Start of Available data

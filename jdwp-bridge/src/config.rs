// Bridge configuration

use crate::native::Capabilities;
use serde::{Deserialize, Serialize};
use thiserror::Error;

#[derive(Debug, Error)]
pub enum ConfigError {
    #[error("Invalid configuration: {0}")]
    Parse(#[from] serde_json::Error),
}

#[derive(Debug, Clone, PartialEq, Eq, Serialize, Deserialize)]
#[serde(default)]
pub struct BridgeConfig {
    /// Capabilities requested from the native interface at construction
    pub capabilities: Capabilities,
    /// Text returned by `get_version`
    pub description: String,
    pub jdwp_major: i32,
    pub jdwp_minor: i32,
}

impl Default for BridgeConfig {
    fn default() -> Self {
        Self {
            capabilities: Capabilities::default(),
            description: "JDWP bridge over JVMTI".to_string(),
            jdwp_major: 1,
            jdwp_minor: 8,
        }
    }
}

impl BridgeConfig {
    pub fn from_json(json: &str) -> Result<Self, ConfigError> {
        Ok(serde_json::from_str(json)?)
    }
}

#[cfg(test)]
mod tests {
    use super::*;

    #[test]
    fn test_partial_json_keeps_defaults() {
        let config = BridgeConfig::from_json(
            r#"{"jdwp_minor": 6, "capabilities": {"can_suspend": false}}"#,
        )
        .unwrap();

        assert_eq!(config.jdwp_major, 1);
        assert_eq!(config.jdwp_minor, 6);
        assert!(!config.capabilities.can_suspend);
        assert!(config.capabilities.can_tag_objects);
    }

    #[test]
    fn test_invalid_json_is_rejected() {
        assert!(matches!(
            BridgeConfig::from_json("{\"jdwp_major\": \"one\"}"),
            Err(ConfigError::Parse(_))
        ));
    }
}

End of Available data

• [What you should do]
Which lines of the records above hold the word "configuration"? Copy each of them.

• [Exercise output]
// Bridge configuration
    #[error("Invalid configuration: {0}")]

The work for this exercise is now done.